(ASSIGNMENT): Show every line of the records below that contains the word "KeyHandle".

==================================================

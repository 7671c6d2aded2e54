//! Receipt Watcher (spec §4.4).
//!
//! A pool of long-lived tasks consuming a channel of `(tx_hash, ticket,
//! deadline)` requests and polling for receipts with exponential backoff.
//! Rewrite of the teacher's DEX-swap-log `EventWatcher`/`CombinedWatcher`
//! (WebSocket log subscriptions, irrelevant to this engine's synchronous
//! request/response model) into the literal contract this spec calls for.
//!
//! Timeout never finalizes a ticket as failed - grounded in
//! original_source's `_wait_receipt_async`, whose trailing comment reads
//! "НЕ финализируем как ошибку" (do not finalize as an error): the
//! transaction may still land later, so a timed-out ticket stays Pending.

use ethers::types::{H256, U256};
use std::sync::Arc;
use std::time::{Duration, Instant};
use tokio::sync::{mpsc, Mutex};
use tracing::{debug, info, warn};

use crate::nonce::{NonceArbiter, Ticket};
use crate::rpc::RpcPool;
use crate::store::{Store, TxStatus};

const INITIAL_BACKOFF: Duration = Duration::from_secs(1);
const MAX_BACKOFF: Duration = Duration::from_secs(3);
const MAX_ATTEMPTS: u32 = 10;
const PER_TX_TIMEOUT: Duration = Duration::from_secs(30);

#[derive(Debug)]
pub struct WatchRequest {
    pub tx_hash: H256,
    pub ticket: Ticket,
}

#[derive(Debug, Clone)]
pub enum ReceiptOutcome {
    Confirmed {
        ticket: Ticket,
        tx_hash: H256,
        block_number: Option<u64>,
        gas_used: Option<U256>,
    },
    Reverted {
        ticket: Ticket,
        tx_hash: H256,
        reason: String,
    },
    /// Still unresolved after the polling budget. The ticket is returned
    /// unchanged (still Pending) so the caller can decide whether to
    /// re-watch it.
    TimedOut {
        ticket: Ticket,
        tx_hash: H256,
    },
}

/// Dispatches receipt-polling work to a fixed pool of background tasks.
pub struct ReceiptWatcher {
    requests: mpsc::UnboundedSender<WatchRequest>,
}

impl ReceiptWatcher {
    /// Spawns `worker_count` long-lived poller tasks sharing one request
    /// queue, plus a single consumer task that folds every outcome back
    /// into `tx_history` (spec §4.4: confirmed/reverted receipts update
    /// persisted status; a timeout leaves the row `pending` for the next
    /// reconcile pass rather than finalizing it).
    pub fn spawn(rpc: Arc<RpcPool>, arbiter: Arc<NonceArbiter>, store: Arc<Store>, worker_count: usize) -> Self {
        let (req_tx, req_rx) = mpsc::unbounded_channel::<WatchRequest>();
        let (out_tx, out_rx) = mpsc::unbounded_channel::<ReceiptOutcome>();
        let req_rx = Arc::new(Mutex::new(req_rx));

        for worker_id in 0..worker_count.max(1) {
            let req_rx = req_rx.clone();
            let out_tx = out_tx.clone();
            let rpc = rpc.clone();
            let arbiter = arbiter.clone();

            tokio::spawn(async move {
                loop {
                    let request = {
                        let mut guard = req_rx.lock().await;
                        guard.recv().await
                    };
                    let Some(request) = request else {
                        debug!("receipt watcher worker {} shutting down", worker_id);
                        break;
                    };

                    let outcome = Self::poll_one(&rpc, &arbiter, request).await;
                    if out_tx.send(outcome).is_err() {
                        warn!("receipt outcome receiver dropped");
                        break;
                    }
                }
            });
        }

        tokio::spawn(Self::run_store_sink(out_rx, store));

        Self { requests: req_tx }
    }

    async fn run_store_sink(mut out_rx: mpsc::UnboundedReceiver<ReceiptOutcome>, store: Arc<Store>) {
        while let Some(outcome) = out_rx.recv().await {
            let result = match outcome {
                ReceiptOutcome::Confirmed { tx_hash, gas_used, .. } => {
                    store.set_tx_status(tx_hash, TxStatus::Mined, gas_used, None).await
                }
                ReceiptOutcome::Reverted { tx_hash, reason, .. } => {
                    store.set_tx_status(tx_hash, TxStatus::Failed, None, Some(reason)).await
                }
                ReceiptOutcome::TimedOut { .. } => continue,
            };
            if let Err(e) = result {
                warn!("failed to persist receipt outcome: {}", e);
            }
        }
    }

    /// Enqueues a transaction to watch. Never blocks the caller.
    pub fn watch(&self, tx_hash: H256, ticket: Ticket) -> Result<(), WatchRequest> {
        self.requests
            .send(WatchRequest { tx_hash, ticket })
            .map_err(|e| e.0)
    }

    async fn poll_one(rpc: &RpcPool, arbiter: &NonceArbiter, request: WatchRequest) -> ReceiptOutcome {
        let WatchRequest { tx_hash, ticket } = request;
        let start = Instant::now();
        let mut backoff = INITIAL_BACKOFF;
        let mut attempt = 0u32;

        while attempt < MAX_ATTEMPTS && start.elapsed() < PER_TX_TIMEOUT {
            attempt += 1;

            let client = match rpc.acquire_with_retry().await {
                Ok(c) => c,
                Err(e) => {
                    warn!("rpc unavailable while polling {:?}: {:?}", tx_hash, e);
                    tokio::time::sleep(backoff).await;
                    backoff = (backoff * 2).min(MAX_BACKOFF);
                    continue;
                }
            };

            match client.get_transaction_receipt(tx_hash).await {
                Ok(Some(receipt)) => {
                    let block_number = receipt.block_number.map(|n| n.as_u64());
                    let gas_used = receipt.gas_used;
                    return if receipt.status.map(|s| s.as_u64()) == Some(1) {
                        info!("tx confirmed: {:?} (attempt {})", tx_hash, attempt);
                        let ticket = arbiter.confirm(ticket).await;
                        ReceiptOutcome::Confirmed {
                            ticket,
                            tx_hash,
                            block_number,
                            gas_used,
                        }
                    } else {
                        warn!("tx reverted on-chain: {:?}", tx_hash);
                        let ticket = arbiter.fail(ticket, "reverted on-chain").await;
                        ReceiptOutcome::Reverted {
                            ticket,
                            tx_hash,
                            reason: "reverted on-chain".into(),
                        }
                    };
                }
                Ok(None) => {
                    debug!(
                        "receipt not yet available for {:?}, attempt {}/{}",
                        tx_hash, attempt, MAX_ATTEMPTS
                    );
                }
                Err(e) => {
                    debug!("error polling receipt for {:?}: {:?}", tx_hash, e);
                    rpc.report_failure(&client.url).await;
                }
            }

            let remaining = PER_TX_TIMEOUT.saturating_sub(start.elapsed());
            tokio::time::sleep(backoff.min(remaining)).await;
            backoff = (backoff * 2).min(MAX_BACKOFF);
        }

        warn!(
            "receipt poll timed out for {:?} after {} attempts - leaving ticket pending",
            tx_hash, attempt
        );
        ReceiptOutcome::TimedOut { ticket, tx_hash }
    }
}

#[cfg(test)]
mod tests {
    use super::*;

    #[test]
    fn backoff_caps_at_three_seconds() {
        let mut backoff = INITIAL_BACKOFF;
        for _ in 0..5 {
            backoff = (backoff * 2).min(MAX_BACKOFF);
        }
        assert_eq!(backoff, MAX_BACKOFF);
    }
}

==================================================

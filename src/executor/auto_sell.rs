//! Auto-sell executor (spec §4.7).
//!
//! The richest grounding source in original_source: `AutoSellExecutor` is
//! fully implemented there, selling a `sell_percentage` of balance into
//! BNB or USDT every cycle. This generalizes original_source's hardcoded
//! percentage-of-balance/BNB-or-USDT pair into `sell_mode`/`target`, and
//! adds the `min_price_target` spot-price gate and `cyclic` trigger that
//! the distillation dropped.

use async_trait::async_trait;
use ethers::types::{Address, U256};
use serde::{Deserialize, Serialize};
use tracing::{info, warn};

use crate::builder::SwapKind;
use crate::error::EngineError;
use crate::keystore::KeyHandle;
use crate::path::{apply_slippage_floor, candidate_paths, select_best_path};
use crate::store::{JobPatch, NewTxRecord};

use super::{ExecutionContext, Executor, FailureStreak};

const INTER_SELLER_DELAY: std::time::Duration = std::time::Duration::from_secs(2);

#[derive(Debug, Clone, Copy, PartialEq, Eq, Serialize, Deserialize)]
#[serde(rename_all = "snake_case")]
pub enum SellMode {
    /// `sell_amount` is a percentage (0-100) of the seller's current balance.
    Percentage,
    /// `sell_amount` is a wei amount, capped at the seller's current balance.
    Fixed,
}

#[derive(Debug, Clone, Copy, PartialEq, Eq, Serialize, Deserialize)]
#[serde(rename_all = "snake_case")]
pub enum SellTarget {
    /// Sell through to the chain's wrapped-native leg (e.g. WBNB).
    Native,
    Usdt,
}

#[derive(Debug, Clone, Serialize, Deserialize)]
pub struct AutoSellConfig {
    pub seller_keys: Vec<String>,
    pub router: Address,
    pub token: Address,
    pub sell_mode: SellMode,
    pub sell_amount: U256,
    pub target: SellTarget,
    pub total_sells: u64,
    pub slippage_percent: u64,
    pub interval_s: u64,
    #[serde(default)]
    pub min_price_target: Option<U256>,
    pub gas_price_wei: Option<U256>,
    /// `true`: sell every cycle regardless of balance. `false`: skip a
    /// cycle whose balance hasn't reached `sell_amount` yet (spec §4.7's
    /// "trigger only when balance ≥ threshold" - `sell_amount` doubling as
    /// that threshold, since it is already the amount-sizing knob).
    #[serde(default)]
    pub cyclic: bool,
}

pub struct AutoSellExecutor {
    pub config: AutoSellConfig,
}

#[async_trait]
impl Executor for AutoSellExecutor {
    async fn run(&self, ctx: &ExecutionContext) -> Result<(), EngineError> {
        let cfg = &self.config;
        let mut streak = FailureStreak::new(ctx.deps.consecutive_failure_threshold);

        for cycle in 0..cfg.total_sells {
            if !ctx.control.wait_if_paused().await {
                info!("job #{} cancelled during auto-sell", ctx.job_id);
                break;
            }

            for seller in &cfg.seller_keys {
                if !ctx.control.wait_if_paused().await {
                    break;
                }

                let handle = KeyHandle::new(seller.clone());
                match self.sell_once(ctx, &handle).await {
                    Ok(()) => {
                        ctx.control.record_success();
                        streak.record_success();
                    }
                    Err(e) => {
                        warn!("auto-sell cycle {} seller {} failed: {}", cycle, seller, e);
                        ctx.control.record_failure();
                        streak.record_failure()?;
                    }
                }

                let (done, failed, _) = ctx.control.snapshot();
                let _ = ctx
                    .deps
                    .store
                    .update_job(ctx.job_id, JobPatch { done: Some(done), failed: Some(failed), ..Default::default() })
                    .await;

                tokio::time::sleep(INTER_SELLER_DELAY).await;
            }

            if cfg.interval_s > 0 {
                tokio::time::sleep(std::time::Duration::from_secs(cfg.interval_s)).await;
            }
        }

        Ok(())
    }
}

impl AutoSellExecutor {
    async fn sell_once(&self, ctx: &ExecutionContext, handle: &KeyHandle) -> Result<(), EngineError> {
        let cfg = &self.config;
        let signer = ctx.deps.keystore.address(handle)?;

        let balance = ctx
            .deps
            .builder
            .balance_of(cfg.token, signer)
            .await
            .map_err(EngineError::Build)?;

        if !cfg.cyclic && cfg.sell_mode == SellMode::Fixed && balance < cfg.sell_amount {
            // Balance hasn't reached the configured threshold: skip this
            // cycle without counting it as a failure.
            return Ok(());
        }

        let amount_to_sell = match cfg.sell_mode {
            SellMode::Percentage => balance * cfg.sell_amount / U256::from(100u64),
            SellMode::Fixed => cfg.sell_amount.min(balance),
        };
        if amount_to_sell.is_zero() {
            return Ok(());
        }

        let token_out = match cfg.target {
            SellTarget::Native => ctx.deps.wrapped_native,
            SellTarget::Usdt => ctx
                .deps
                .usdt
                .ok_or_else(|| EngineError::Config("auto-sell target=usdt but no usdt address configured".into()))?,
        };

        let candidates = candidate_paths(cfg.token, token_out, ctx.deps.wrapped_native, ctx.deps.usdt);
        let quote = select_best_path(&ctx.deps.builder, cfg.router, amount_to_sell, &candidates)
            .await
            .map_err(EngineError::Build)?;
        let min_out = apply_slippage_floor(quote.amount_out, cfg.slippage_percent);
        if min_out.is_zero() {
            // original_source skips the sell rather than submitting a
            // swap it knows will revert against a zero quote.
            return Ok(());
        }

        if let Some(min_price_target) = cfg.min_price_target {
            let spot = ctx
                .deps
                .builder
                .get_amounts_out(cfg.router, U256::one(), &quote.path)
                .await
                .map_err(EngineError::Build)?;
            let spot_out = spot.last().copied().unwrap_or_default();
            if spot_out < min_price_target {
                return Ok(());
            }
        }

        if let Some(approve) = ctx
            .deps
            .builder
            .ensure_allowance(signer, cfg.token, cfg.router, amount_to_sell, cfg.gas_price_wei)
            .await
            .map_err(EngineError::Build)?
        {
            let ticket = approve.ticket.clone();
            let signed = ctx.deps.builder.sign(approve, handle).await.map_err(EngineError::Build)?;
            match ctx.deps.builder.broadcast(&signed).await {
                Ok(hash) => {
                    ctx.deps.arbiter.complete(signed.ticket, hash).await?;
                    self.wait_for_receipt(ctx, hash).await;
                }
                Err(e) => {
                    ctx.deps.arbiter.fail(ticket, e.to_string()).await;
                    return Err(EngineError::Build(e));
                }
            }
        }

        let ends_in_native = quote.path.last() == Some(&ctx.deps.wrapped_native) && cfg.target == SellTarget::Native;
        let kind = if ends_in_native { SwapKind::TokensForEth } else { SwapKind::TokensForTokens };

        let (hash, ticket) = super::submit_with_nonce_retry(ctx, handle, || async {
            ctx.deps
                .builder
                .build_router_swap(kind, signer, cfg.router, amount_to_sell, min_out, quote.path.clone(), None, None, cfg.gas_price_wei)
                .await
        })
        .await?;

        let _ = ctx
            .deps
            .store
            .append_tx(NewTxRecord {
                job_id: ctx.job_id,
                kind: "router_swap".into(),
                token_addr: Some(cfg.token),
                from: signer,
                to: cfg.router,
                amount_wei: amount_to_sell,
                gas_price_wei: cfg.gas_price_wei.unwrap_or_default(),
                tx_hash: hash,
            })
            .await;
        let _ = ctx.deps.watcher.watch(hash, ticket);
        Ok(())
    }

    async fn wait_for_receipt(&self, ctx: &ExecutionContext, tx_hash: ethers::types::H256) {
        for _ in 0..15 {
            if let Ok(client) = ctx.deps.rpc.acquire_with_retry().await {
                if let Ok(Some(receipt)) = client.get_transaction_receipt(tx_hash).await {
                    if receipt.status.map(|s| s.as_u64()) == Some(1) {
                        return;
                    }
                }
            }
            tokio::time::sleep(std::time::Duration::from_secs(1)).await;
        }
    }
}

==================================================

(SOLVED EXERCISE):
use crate::keystore::KeyHandle;
                let handle = KeyHandle::new(seller.clone());
    async fn sell_once(&self, ctx: &ExecutionContext, handle: &KeyHandle) -> Result<(), EngineError> {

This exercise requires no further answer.